─── PROVIDED INFORMATION ───

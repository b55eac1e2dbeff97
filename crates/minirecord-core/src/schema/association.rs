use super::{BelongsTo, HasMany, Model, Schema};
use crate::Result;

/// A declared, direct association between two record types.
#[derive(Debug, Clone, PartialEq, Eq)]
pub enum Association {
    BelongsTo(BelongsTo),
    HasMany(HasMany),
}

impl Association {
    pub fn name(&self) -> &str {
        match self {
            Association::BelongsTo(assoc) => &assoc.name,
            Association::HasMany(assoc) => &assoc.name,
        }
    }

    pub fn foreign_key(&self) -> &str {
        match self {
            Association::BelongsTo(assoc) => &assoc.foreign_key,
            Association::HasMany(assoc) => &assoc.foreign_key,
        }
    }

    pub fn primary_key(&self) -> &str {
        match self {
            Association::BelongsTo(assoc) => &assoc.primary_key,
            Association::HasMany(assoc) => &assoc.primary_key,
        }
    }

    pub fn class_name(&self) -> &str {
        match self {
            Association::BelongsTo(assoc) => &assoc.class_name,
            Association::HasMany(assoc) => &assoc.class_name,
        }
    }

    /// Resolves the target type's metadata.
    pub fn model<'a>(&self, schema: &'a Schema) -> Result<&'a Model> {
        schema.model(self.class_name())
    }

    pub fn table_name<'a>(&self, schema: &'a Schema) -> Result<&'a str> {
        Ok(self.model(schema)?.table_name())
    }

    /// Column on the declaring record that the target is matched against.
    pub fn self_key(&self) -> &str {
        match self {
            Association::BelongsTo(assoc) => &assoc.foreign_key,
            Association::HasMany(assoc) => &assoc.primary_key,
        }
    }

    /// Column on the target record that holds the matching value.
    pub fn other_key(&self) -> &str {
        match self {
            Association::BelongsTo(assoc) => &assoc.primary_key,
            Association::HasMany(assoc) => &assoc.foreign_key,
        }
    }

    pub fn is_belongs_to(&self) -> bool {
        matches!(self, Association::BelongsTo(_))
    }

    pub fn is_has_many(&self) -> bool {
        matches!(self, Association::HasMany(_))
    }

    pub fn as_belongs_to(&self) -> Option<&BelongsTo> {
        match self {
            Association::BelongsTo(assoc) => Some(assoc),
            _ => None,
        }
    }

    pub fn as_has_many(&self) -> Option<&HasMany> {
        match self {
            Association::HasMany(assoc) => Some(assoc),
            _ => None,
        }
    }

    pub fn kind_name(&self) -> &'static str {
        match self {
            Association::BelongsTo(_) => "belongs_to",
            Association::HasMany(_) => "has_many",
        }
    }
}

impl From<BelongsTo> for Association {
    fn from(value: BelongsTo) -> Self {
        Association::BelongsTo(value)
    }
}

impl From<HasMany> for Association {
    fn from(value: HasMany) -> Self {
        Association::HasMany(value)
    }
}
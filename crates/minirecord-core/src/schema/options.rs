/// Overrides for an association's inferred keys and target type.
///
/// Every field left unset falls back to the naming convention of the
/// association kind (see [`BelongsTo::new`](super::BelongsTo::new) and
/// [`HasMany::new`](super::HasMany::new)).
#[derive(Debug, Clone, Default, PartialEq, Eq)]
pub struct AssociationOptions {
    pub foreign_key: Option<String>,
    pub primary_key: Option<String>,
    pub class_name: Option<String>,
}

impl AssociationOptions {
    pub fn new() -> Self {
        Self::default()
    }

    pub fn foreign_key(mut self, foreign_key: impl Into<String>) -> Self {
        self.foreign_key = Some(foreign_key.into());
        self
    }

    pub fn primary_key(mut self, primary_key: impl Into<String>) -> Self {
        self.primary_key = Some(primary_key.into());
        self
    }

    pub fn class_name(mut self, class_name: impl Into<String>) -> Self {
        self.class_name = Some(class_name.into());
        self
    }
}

───
─── PROVIDED INFORMATION ───

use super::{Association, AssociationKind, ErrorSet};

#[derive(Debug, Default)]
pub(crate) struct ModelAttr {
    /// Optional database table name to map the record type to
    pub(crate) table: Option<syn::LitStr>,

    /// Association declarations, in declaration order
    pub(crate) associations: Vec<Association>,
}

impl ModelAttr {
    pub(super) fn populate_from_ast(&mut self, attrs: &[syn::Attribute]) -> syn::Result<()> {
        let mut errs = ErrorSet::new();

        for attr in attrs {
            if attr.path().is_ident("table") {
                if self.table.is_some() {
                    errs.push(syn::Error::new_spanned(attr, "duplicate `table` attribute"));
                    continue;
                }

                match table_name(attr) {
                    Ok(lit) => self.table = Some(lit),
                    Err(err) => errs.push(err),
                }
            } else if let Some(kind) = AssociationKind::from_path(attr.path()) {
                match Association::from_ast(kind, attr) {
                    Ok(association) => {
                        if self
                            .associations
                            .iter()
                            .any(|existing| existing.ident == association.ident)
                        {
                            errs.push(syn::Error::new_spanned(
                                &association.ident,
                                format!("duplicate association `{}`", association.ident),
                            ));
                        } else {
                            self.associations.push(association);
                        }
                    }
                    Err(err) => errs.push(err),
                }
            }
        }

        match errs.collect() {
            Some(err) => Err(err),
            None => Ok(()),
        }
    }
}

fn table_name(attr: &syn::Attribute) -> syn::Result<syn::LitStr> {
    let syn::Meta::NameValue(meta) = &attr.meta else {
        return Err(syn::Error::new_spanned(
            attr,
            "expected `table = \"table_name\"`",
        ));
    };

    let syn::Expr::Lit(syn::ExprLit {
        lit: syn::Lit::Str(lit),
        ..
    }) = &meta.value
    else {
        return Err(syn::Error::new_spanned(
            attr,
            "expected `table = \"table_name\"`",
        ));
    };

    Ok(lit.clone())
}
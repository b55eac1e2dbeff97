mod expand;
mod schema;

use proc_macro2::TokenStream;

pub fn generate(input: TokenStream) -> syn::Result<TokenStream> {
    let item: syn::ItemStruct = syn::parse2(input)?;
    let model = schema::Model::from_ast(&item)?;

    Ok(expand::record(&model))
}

───
─── PROVIDED INFORMATION ───

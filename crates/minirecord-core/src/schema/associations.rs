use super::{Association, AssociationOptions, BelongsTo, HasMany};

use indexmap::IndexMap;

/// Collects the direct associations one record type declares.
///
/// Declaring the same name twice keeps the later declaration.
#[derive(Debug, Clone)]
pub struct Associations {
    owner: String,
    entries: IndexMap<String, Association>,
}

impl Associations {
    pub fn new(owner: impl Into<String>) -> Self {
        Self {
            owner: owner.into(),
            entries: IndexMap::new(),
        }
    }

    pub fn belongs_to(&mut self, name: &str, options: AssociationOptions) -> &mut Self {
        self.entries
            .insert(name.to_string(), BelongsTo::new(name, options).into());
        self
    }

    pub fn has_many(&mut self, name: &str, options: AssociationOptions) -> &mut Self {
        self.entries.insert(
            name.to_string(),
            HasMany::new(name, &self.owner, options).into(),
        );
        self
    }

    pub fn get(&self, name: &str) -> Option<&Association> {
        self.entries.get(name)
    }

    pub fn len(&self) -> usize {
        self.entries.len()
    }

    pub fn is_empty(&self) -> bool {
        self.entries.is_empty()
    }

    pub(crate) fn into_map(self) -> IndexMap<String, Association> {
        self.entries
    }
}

───

#### YOUR INSTRUCTIONS
What is needed is a copy of every line above in which "errs" appears.

#### RESPONSE AREA
        let mut errs = ErrorSet::new();
                    errs.push(syn::Error::new_spanned(attr, "duplicate `table` attribute"));
                    Err(err) => errs.push(err),
                            errs.push(syn::Error::new_spanned(
                    Err(err) => errs.push(err),
        match errs.collect() {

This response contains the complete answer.